Mi país es tierra de hombres a caballo. De hombres en mulas o en asnos. Mi país es una estela de nombres y apellidos que nos han marcado los huesos. Nos han hecho estatuas iluminadas con focos y altares.
Las estatuas comienzan su agonía. Volverán al polvo de sus esqueletos originales. Pasarán al olvido como los pájaros que caen en las mandíbulas abiertas de los depredadores.
4.-
Un largo silencio se hace dueño de la plaza. Quien hablaba y no paraba de hablar, enfundado en su verde olivo, con su boina y su voz de trueno, ya no está. Queda la estatua, el remedo de los días, la ilusión de haber estado, de ya no ser.
El periplo del acero fundido, el del metal cagado por la trashumancia de las aves, por el paso aleatorio de los vientos, por la gazmoñería de vejetes que se quitan gorras y sombreros e inclinan la nuca como buscando el filo de la guillotina o el tiro de gracia del que desde lo alto mira sus despropósitos.
Un largo silencio anida la mano estirada del fantasma de bronce. Del espectro de cemento oscurecido por los salivazos de la intemperie humana. Un larguísimo estornudo de algún dios despistado que abre sus alas y las bate contra la nariz rota del muñeco callejero, en una esquina, anudado a la dirección de algún edificio u oficina. Y hasta de plástico en las tiendas para turistas en busca de placer sexual o ideológico, que a la larga es lo mismo. Una masturbación dialéctica y diacrítica. Un orgasmo atildado frente a la voz de quien se repite a diario en sus monsergas.
Estatuas, estatuas, fantasmas, muertos que viven en la imaginación de borrachos y epilépticos de las utopías. Estatuas, sepulcros, momias, cuerpos embalsamados, panteón de miserias, de falsos protagonistas de una novela mal escrita.
5.-
Alguien husmea cerca de los cascos de un caballo. Los belfos dilatados por el agotamiento, por el eterno trote hacia el misterio. La piel húmeda y sucia de la bestia, el peto arcado, grasoso entre el musgo y las llagas de una biografía sin reposo.

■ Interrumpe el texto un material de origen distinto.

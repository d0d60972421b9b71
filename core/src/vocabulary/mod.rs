//! Vocabulary Progress
//!
//! Where the learner stands: a level and the words still being learned. The
//! prompt composer uses both to pitch replies at the right difficulty.
//!
//! Sources never fail outward. When progress cannot be fetched they return
//! [`VocabularySnapshot::unavailable`] and the vocabulary clause is left out
//! of the prompt.

mod wanikani;

pub use wanikani::{WaniKaniSource, WANIKANI_API_BASE};

use async_trait::async_trait;
use serde::{Deserialize, Serialize};

use crate::prompt::UNKNOWN_LEVEL;

/// Learner progress at a point in time
#[derive(Clone, Debug, PartialEq, Eq, Serialize, Deserialize)]
pub struct VocabularySnapshot {
    /// Level, or `-1` when unknown
    pub level: i32,
    /// Words still being learned
    pub in_progress: Vec<String>,
}

impl Default for VocabularySnapshot {
    fn default() -> Self {
        Self::unavailable()
    }
}

impl VocabularySnapshot {
    /// Snapshot with known progress
    #[must_use]
    pub fn new(level: i32, in_progress: Vec<String>) -> Self {
        Self { level, in_progress }
    }

    /// No progress information
    #[must_use]
    pub fn unavailable() -> Self {
        Self {
            level: UNKNOWN_LEVEL,
            in_progress: Vec::new(),
        }
    }

    /// Whether the level is known
    #[must_use]
    pub fn is_available(&self) -> bool {
        self.level != UNKNOWN_LEVEL
    }
}

/// Provider of learner progress
#[async_trait]
pub trait VocabularySource: Send + Sync {
    /// Source name for logs
    fn name(&self) -> &str;

    /// Fetch the current snapshot
    async fn fetch(&self) -> VocabularySnapshot;
}

/// Fixed progress, for tests and offline use
#[derive(Clone, Debug, Default)]
pub struct StaticVocabulary {
    snapshot: VocabularySnapshot,
}

impl StaticVocabulary {
    /// Always return `snapshot`
    #[must_use]
    pub fn new(snapshot: VocabularySnapshot) -> Self {
        Self { snapshot }
    }
}

#[async_trait]
impl VocabularySource for StaticVocabulary {
    fn name(&self) -> &str {
        "static"
    }

    async fn fetch(&self) -> VocabularySnapshot {
        self.snapshot.clone()
    }
}

#[cfg(test)]
mod tests {
    use super::*;

    #[test]
    fn test_unavailable() {
        let snapshot = VocabularySnapshot::default();
        assert_eq!(snapshot.level, -1);
        assert!(!snapshot.is_available());
        assert!(VocabularySnapshot::new(0, Vec::new()).is_available());
    }

    #[tokio::test]
    async fn test_static_source() {
        let source = StaticVocabulary::new(VocabularySnapshot::new(7, vec!["猫".to_string()]));
        let snapshot = source.fetch().await;
        assert_eq!(snapshot.level, 7);
        assert_eq!(snapshot.in_progress, vec!["猫".to_string()]);
    }
}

La estatua apacigua la cursilería de sus adoradores. Pareciera callarlos con la mano estirada hacia el poniente, con el pecho abierto, desgarrado por los fusilazos de los historiadores. Estatuas petrificadas en los libros, en la retina acuosa de un viejo sacerdote limosnero.

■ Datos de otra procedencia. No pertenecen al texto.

fn apply_env_config(config: &mut KaiwaConfig, env: impl Fn(&str) -> Option<String>) {
    if let Some(provider) = env("KAIWA_PROVIDER") {
        match provider.parse::<ProviderKind>() {
            Ok(kind) => {
                config.provider = kind;
                config.source = ConfigSource::Env;
            }
            Err(e) => tracing::warn!(error = %e, "Ignoring KAIWA_PROVIDER"),
        }
    }
    if let Some(model) = env("KAIWA_MODEL") {
        config.model = Some(model);
        config.source = ConfigSource::Env;
    }
    if let Some(interval) = env("KAIWA_REVEAL_INTERVAL_MS") {
        if let Ok(ms) = interval.parse::<u64>() {
            config.reveal_interval = Duration::from_millis(ms);
            config.source = ConfigSource::Env;
        }
    }
    if let Some(path) = env("KAIWA_DICTIONARY") {
        config.dictionary_path = Some(PathBuf::from(path));
        config.source = ConfigSource::Env;
    }
    if let Some(path) = env("KAIWA_STORE") {
        config.store_path = PathBuf::from(path);
        config.source = ConfigSource::Env;
    }
    if let Some(host) = env("OLLAMA_HOST") {
        config.ollama_host = host;
        config.source = ConfigSource::Env;
    }
    if let Some(port) = env("OLLAMA_PORT") {
        if let Ok(p) = port.parse::<u16>() {
            config.ollama_port = p;
            config.source = ConfigSource::Env;
        }
    }
}

// =============================================================================
// CLI Override Support
// =============================================================================

/// Command-line overrides, applied after [`load_config`]
#[derive(Clone, Debug, Default)]
pub struct ConfigOverrides {
    /// Provider override
    pub provider: Option<ProviderKind>,

    /// Model override
    pub model: Option<String>,

    /// Dictionary override
    pub dictionary_path: Option<PathBuf>,

    /// Store path override
    pub store_path: Option<PathBuf>,

    /// Reveal interval override (milliseconds)
    pub reveal_interval_ms: Option<u64>,

    /// Disable vocabulary fetching
    pub no_vocabulary: bool,
}

impl ConfigOverrides {
    /// Create a new empty set of overrides
    #[must_use]
    pub fn new() -> Self {
        Self::default()
    }

    /// Set provider override
    #[must_use]
    pub fn with_provider(mut self, provider: ProviderKind) -> Self {
        self.provider = Some(provider);
        self
    }

    /// Set model override
    #[must_use]
    pub fn with_model(mut self, model: impl Into<String>) -> Self {
        self.model = Some(model.into());
        self
    }

    /// Set reveal interval override
    #[must_use]
    pub fn with_reveal_interval_ms(mut self, ms: u64) -> Self {
        self.reveal_interval_ms = Some(ms);
        self
    }

    fn is_empty(&self) -> bool {
        self.provider.is_none()
            && self.model.is_none()
            && self.dictionary_path.is_none()
            && self.store_path.is_none()
            && self.reveal_interval_ms.is_none()
            && !self.no_vocabulary
    }

    /// Apply overrides to a configuration
    pub fn apply(&self, config: &mut KaiwaConfig) {
        if !self.is_empty() {
            config.source = ConfigSource::Cli;
        }

        if let Some(provider) = self.provider {
            config.provider = provider;
        }
        if let Some(ref model) = self.model {
            config.model = Some(model.clone());
        }
        if let Some(ref path) = self.dictionary_path {
            config.dictionary_path = Some(path.clone());
        }
        if let Some(ref path) = self.store_path {
            config.store_path.clone_from(path);
        }
        if let Some(ms) = self.reveal_interval_ms {
            config.reveal_interval = Duration::from_millis(ms);
        }
        if self.no_vocabulary {
            config.vocabulary_enabled = false;
        }
    }
}

// =============================================================================
// Tests
// =============================================================================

Una cabeza solitaria muge en el lodo. El machete ha pasado su filo por la carótida, por la yugular de metal de quien se hizo nombrar caudillo de sabanas y remansos. Arriba, el cuerpo decapitado: una sangre viscosa, metálica y oxidada sale del cuello recortado.
En lo más alto, un grupo de moscas derriba la imagen de un descubridor, la más alta del país, la más elegante y elaborada. Abajo, se amasan rostros con ojos bien abiertos: son las estatuas para consagrar el nuevo tiempo, la hora derretida, el inicio del tradicional bochinche: nuevas estatuas, miserables designios. El silencio columbra el busto, el hombre a caballo, el adorado en altar y casucha a la entrada de un cuartel, mientras allá, en medio del mar Caribe, otro avisa de su presencia muda en carteles y pancartas, en el himnario de la estupidez de una masa que musita el miedo, lo cambia con sexo y aguardiente, con brujería y sudor de muertos olvidados, con los huesos y la mampostería de la miseria.
6.-
La muerte es una estatua. Una estatua de muertos que respiran los vivos. Cementerios de estatuas, de ángeles difuntos, de asesinos indulgentes, de cálculos biliares en los cuerpos insepultos de los candidatos a ser elevados en las plazas, en los salones de palacios de gobierno.
7.-
Una estatua vomita sobre la calle.
Una estatua revuelve sus intestinos en la parafernalia de un discurso.
Una estatua baila, salta y defeca sobre la mudez de muchos hipnotizados.
Una estatua relincha y todo el mundo calla.
Una estatua se pudre. Todo hiede.
Una estatua cae vencida a los pies de otra estatua.